Acara dibuka secara resmi oleh Kepala DPPKB Kabupaten Tabanan Dra. Ni Wayan Mariati, M.M. didampingi Kepala Bidang Keluarga Berencana I Wayan Putra, SKM., M.Kes. dan dilanjutkan dengan pemaparan materi teknis dari Bidang KBKR mengenai pelaksanaan program Sepadu, yang disampaikan oleh Bapak I Made Rianto. Dalam kesempatan tersebut, beliau menekankan pentingnya sinergi lintas sektor dalam menyukseskan pelayanan KB di wilayah-wilayah khusus, salah satunya di Kabupaten Tabanan.

Adapun undangan yang hadir dalam rapat ini yaitu Kepala UPTD Puskesmas Kediri I & III, Kepala UPTD Puskesmas Kerambitan I & II, Direktur Klinik Wijaya Kusuma, Praktik Mandiri Bidan (PMB) Desak Wintan, Ketua DPC IpeKB, Koordinator PKB/PLKB dari seluruh kecamatan se-Kabupaten Tabanan, Staf bidang KB DPPKB Kabupaten Tabanan.

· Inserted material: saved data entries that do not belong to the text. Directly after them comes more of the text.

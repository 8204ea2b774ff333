use chrono::{DateTime, TimeDelta, Utc};
use serde::{Deserialize, Serialize};
use serde_json::{Map, Value};
use sked_core::types::{EventId, RecurrenceId, UserId};
use sked_core::util::datetime::{lenient, lenient_option};
use sked_rrule::RecurringRule;

/// Top-level keys an edit may never overwrite through its pass-through fields.
const PROTECTED_FIELDS: &[&str] = &[
    "_id",
    "guid",
    "recurrence_id",
    "original_creator",
    "version_creator",
    "expiry",
    "dates",
];

/// `dates` block of an event record.
#[derive(Debug, Clone, PartialEq, Serialize, Deserialize)]
pub struct EventDates {
    #[serde(with = "lenient")]
    pub start: DateTime<Utc>,
    #[serde(with = "lenient")]
    pub end: DateTime<Utc>,
    /// IANA (or Windows) zone the series is planned in.
    #[serde(default, skip_serializing_if = "Option::is_none")]
    pub tz: Option<String>,
    #[serde(default)]
    pub recurring_rule: Option<RecurringRule>,
    /// `ex_date`, `ex_rule`, `occur_status` and friends, carried verbatim.
    #[serde(flatten)]
    pub extra: Map<String, Value>,
}

impl EventDates {
    #[must_use]
    pub fn new(start: DateTime<Utc>, end: DateTime<Utc>) -> Self {
        Self {
            start,
            end,
            tz: None,
            recurring_rule: None,
            extra: Map::new(),
        }
    }

    #[must_use]
    pub fn with_tz(mut self, tz: impl Into<String>) -> Self {
        self.tz = Some(tz.into());
        self
    }

    #[must_use]
    pub fn with_rule(mut self, rule: RecurringRule) -> Self {
        self.recurring_rule = Some(rule);
        self
    }

    /// `end - start`.
    #[must_use]
    pub fn duration(&self) -> TimeDelta {
        self.end.signed_duration_since(self.start)
    }

    /// A copy moved to `start`, keeping `duration`, with the rule stripped.
    #[must_use]
    pub fn occurrence_at(&self, start: DateTime<Utc>, duration: TimeDelta) -> Self {
        Self {
            start,
            end: start + duration,
            recurring_rule: None,
            ..self.clone()
        }
    }

    #[must_use]
    pub fn tz(&self) -> Option<&str> {
        self.tz.as_deref()
    }
}

/// A persisted event occurrence.
#[derive(Debug, Clone, PartialEq, Serialize, Deserialize)]
pub struct Event {
    #[serde(rename = "_id")]
    pub id: EventId,
    pub guid: EventId,
    #[serde(default)]
    pub recurrence_id: Option<RecurrenceId>,
    pub dates: EventDates,
    #[serde(
        default,
        skip_serializing_if = "Option::is_none",
        with = "lenient_option"
    )]
    pub expiry: Option<DateTime<Utc>>,
    #[serde(default, skip_serializing_if = "Option::is_none")]
    pub original_creator: Option<UserId>,
    #[serde(default, skip_serializing_if = "Option::is_none")]
    pub version_creator: Option<UserId>,
    /// Descriptive fields (name, category, location, ...) copied verbatim.
    #[serde(flatten)]
    pub fields: Map<String, Value>,
}

impl Event {
    /// Builds an occurrence from a submitted record under the given identity.
    #[must_use]
    pub fn from_draft(draft: &EventDraft, id: EventId) -> Self {
        Self {
            guid: id.clone(),
            id,
            recurrence_id: None,
            dates: draft.dates.clone(),
            expiry: draft.expiry,
            original_creator: draft.original_creator.clone(),
            version_creator: None,
            fields: draft.fields.clone(),
        }
    }

    /// Whether this occurrence belongs to a recurring series.
    #[must_use]
    pub const fn is_recurring(&self) -> bool {
        self.recurrence_id.is_some()
    }

    /// ## Summary
    /// Merges a partial edit into this record.
    ///
    /// Identity and series membership are never taken from the edit.
    pub fn apply_update(&mut self, update: &EventUpdate) {
        if let Some(dates) = &update.dates {
            self.dates = dates.clone();
        }
        if update.expiry.is_some() {
            self.expiry = update.expiry;
        }
        if update.version_creator.is_some() {
            self.version_creator.clone_from(&update.version_creator);
        }
        for (key, value) in &update.fields {
            if !PROTECTED_FIELDS.contains(&key.as_str()) {
                self.fields.insert(key.clone(), value.clone());
            }
        }
    }
}

/// An event as submitted for creation, before identity is assigned.
#[derive(Debug, Clone, PartialEq, Serialize, Deserialize)]
pub struct EventDraft {
    /// Client-chosen identifier; kept for non-recurring events.
    #[serde(default, skip_serializing_if = "Option::is_none")]
    pub guid: Option<EventId>,
    pub dates: EventDates,
    #[serde(
        default,
        skip_serializing_if = "Option::is_none",
        with = "lenient_option"
    )]
    pub expiry: Option<DateTime<Utc>>,
    #[serde(default, skip_serializing_if = "Option::is_none")]
    pub original_creator: Option<UserId>,
    #[serde(flatten)]
    pub fields: Map<String, Value>,
}

impl EventDraft {
    #[must_use]
    pub fn new(dates: EventDates) -> Self {
        Self {
            guid: None,
            dates,
            expiry: None,
            original_creator: None,
            fields: Map::new(),
        }
    }

    #[must_use]
    pub fn with_field(mut self, key: impl Into<String>, value: impl Into<Value>) -> Self {
        self.fields.insert(key.into(), value.into());
        self
    }
}

/// A partial edit to one occurrence.
///
/// Also the payload handed to [`crate::ports::EventStore::update`] when a
/// reconciliation shifts sibling occurrences.
#[derive(Debug, Clone, Default, PartialEq, Serialize, Deserialize)]
pub struct EventUpdate {
    #[serde(default, skip_serializing_if = "Option::is_none")]
    pub dates: Option<EventDates>,
    #[serde(
        default,
        skip_serializing_if = "Option::is_none",
        with = "lenient_option"
    )]
    pub expiry: Option<DateTime<Utc>>,
    #[serde(default, skip_serializing_if = "Option::is_none")]
    pub version_creator: Option<UserId>,
    #[serde(flatten)]
    pub fields: Map<String, Value>,
}

impl EventUpdate {
    #[must_use]
    pub fn with_dates(mut self, dates: EventDates) -> Self {
        self.dates = Some(dates);
        self
    }

    #[must_use]
    pub fn with_field(mut self, key: impl Into<String>, value: impl Into<Value>) -> Self {
        self.fields.insert(key.into(), value.into());
        self
    }

    /// A copy without the pass-through keys reserved for identity and dates.
    #[must_use]
    pub fn sanitized(&self) -> Self {
        let mut update = self.clone();
        update
            .fields
            .retain(|key, _| !PROTECTED_FIELDS.contains(&key.as_str()));
        update
    }

    /// The recurrence rule carried by this edit, if any.
    #[must_use]
    pub fn recurring_rule(&self) -> Option<&RecurringRule> {
        self.dates.as_ref()?.recurring_rule.as_ref()
    }
}
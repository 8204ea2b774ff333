//! Shared configuration, errors and identifier types for the sked workspace.

pub mod config;
pub mod constants;
pub mod error;
pub mod types;
pub mod util;
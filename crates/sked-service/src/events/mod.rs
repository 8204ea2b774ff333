//! Series expansion and reconciliation over the collaborator ports.

mod align;
mod create;
mod update;

use sked_core::config::RecurrenceConfig;
use sked_core::types::{EventId, RecurrenceId};
use sked_rrule::expand::TimeZoneResolver;

use crate::model::Event;
use crate::ports::{EventStore, HistoryRecorder, IdGenerator, Notifier, SpikeService};

pub use create::{PreparedDraft, SeriesExpander, SeriesExpansion};

/// The external services one operation runs against.
pub struct Collaborators<'a> {
    pub store: &'a mut dyn EventStore,
    pub spikes: &'a mut dyn SpikeService,
    pub history: &'a mut dyn HistoryRecorder,
    pub notifier: &'a mut dyn Notifier,
    pub ids: &'a mut dyn IdGenerator,
}

/// Result of [`EventsService::create`].
#[derive(Debug, Clone, PartialEq)]
pub struct CreateOutcome {
    /// Records handed to storage, series members expanded in place of their seed.
    pub events: Vec<Event>,
    /// Identifiers reported by storage, in the same order.
    pub ids: Vec<EventId>,
    /// At least one series was cut off at the occurrence limit.
    pub truncated: bool,
}

/// Result of [`EventsService::update`].
#[derive(Debug, Clone, PartialEq)]
pub struct UpdateOutcome {
    /// The edited occurrence with the edit merged in. Persisting it is left to the caller.
    pub event: Event,
    /// Series the edited occurrence belongs to afterwards.
    pub recurrence_id: Option<RecurrenceId>,
    pub created: Vec<EventId>,
    /// Other occurrences that were shifted onto new dates.
    pub updated: Vec<EventId>,
    pub deleted: Vec<EventId>,
    pub spiked: Vec<EventId>,
    pub truncated: bool,
}

impl UpdateOutcome {
    fn new(event: Event) -> Self {
        Self {
            event,
            recurrence_id: None,
            created: Vec::new(),
            updated: Vec::new(),
            deleted: Vec::new(),
            spiked: Vec::new(),
            truncated: false,
        }
    }
}

/// Event create and update operations for one request.
pub struct EventsService<'a> {
    collaborators: Collaborators<'a>,
    config: RecurrenceConfig,
    resolver: TimeZoneResolver,
}

impl<'a> EventsService<'a> {
    #[must_use]
    pub fn new(collaborators: Collaborators<'a>, config: RecurrenceConfig) -> Self {
        Self {
            collaborators,
            config,
            resolver: TimeZoneResolver::new(),
        }
    }

    fn expander(&mut self) -> SeriesExpander<'_> {
        SeriesExpander::new(
            &mut *self.collaborators.ids,
            &mut self.resolver,
            self.config.occurrence_limit(),
        )
    }
}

Kegiatan ini menjadi langkah awal dalam pelaksanaan program Sepadu di Kabupaten Tabanan yang dijadwalkan pada: 13 Agustus 2025 di Klinik Wijaya Kusuma, Kecamatan Kediri, 14 Agustus 2025 di Puskesmas Kerambitan I, Kecamatan Kerambitan

Pada masing-masing lokasi ditargetkan sebanyak 100 akseptor untuk menerima pelayanan KB, dengan dukungan dana operasional dari BOKB. Selain itu, sebelum pelayanan dimulai, akan dilaksanakan pembukaan oleh Kepala Perwakilan BKKBN Provinsi Bali yang dilanjutkan dengan penyuluhan serta pelayanan MKJP berupa IUD dan Implan.

Melalui kegiatan ini, diharapkan partisipasi masyarakat terhadap program KB dapat meningkat, serta pelayanan kesehatan reproduksi di wilayah khusus dapat berjalan lebih optimal dan terintegrasi. (Bid. KB).